§ WHAT IS BEING ASKED
Once you reach the line containing "use bf_core::error::ConfigError;" in the entries below, write out that line and each one after it down to the line containing "parse_batch(&content)", exactly and with nothing added.

§ THE DATA
########

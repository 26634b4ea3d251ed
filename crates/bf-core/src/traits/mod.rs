//! Collaborator traits for the fleet orchestrator

mod registrar;
mod tunnel;

pub use registrar::{streaming_url, RegistrationId, RegistrationRequest, Registrar};
pub use tunnel::{Tunnel, TunnelProvisioner};
//! Child processes and their output

mod handle;
mod multiplexer;

pub use handle::{ChildProcessHandle, ProcessSpec, Termination};
pub use multiplexer::{LogLine, LogSink, OutputMultiplexer};
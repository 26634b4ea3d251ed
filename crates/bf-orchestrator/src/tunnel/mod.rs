//! Tunnel provisioning

mod ngrok;

pub use ngrok::{parse_public_url, InspectResponse, NgrokProvisioner, NgrokTunnel};
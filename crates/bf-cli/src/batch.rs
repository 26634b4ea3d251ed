//! Batch files: per-pipeline overrides

use std::path::Path;

use bf_core::error::ConfigError;
use bf_orchestrator::InstanceOverrides;

/// Read a JSON array of overrides
pub fn load_batch(path: &Path) -> Result<Vec<InstanceOverrides>, ConfigError> {
    if !path.exists() {
        return Err(ConfigError::NotFound(path.to_path_buf()));
    }

    let content = std::fs::read_to_string(path)
        .map_err(|e| ConfigError::Invalid(format!("Failed to read batch file: {}", e)))?;
    parse_batch(&content)
        .map_err(|e| ConfigError::Invalid(format!("{}: {}", path.display(), e)))
}

fn parse_batch(content: &str) -> Result<Vec<InstanceOverrides>, String> {
    let entries: Vec<InstanceOverrides> =
        serde_json::from_str(content).map_err(|e| format!("invalid batch file: {}", e))?;
    if entries.is_empty() {
        return Err("batch file has no entries".into());
    }
    Ok(entries)
}

/// One override per pipeline, from `--count` and/or a batch file
pub fn instance_overrides(
    count: Option<usize>,
    batch: Option<Vec<InstanceOverrides>>,
) -> Result<Vec<InstanceOverrides>, ConfigError> {
    match (count, batch) {
        (Some(count), Some(batch)) if count != batch.len() => Err(ConfigError::Invalid(format!(
            "--count {} conflicts with {} batch entries",
            count,
            batch.len()
        ))),
        (_, Some(batch)) => Ok(batch),
        (Some(count), None) => Ok(vec![InstanceOverrides::default(); count]),
        (None, None) => Err(ConfigError::MissingField("--count or --batch".into())),
    }
}
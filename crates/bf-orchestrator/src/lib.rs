//! bf-orchestrator: Launches and supervises a fleet of pipeline instances
//!
//! Each pipeline instance is a worker process, a relay process in front of
//! it, a public tunnel to the relay, and a Meeting BaaS bot registered
//! against that tunnel. The fleet manager starts instances one at a time,
//! watches them while they run, and tears the whole fleet down in a fixed
//! order when asked to stop.

pub mod backoff;
pub mod events;
pub mod fleet;
pub mod instance;
pub mod process;
pub mod readiness;
pub mod registration;
pub mod tunnel;

pub use events::FleetEvent;
pub use fleet::{
    FleetManager, InstanceOverrides, InstanceSnapshot, LaunchPlan, LaunchReport, ShutdownReport,
};
pub use process::{ChildProcessHandle, LogLine, LogSink, ProcessSpec};
pub use registration::MeetingBaasClient;
pub use tunnel::NgrokProvisioner;
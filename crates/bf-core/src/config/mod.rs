//! Configuration management for baas-fleet

mod fleet;
pub mod serde_utils;

pub use fleet::{
    CommandConfig, FleetConfig, ReadinessMode, RegistrationConfig, TimingConfig, TunnelConfig,
    API_KEY_ENV, AUTHTOKEN_ENV,
};

use crate::error::ConfigError;
use std::path::{Path, PathBuf};

/// Get the default configuration directory
pub fn default_config_dir() -> PathBuf {
    dirs::config_dir()
        .unwrap_or_else(|| PathBuf::from("."))
        .join("baas-fleet")
}

/// Get the default configuration file path
pub fn default_config_path() -> PathBuf {
    default_config_dir().join("config.toml")
}

/// Load configuration from a file
pub fn load_config<T: serde::de::DeserializeOwned>(path: &Path) -> Result<T, ConfigError> {
    if !path.exists() {
        return Err(ConfigError::NotFound(path.to_path_buf()));
    }

    let content = std::fs::read_to_string(path)
        .map_err(|e| ConfigError::Invalid(format!("Failed to read config: {}", e)))?;

    let config: T = toml::from_str(&content)?;
    Ok(config)
}

#[cfg(test)]
mod tests {
    use super::*;
    use std::time::Duration;

    #[test]
    fn test_load_config_missing_file() {
        let dir = tempfile::tempdir().unwrap();
        let path = dir.path().join("absent.toml");
        let result: Result<FleetConfig, _> = load_config(&path);
        assert!(matches!(result, Err(ConfigError::NotFound(p)) if p == path));
    }

    #[test]
    fn test_load_config_partial_file() {
        let dir = tempfile::tempdir().unwrap();
        let path = dir.path().join("config.toml");
        std::fs::write(
            &path,
            r#"
[worker]
program = "python"
args = ["-m", "bot", "--port", "{port}"]

[timing]
grace_timeout = 2500
readiness = "settle"
"#,
        )
        .unwrap();

        let config: FleetConfig = load_config(&path).unwrap();
        assert_eq!(config.worker.program, "python");
        assert_eq!(config.timing.grace_timeout, Duration::from_millis(2500));
        assert_eq!(config.timing.readiness, ReadinessMode::Settle);
        // Untouched sections keep their defaults
        assert_eq!(config.relay.program, "poetry");
        assert_eq!(config.tunnel.inspect_base_port, 4040);
    }

    #[test]
    fn test_load_config_bad_toml() {
        let dir = tempfile::tempdir().unwrap();
        let path = dir.path().join("config.toml");
        std::fs::write(&path, "[worker\nprogram = ").unwrap();
        let result: Result<FleetConfig, _> = load_config(&path);
        assert!(matches!(result, Err(ConfigError::Parse(_))));
    }
}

########

§ RESULT
use bf_core::error::ConfigError;
use bf_orchestrator::InstanceOverrides;

/// Read a JSON array of overrides
pub fn load_batch(path: &Path) -> Result<Vec<InstanceOverrides>, ConfigError> {
    if !path.exists() {
        return Err(ConfigError::NotFound(path.to_path_buf()));
    }

    let content = std::fs::read_to_string(path)
        .map_err(|e| ConfigError::Invalid(format!("Failed to read batch file: {}", e)))?;
    parse_batch(&content)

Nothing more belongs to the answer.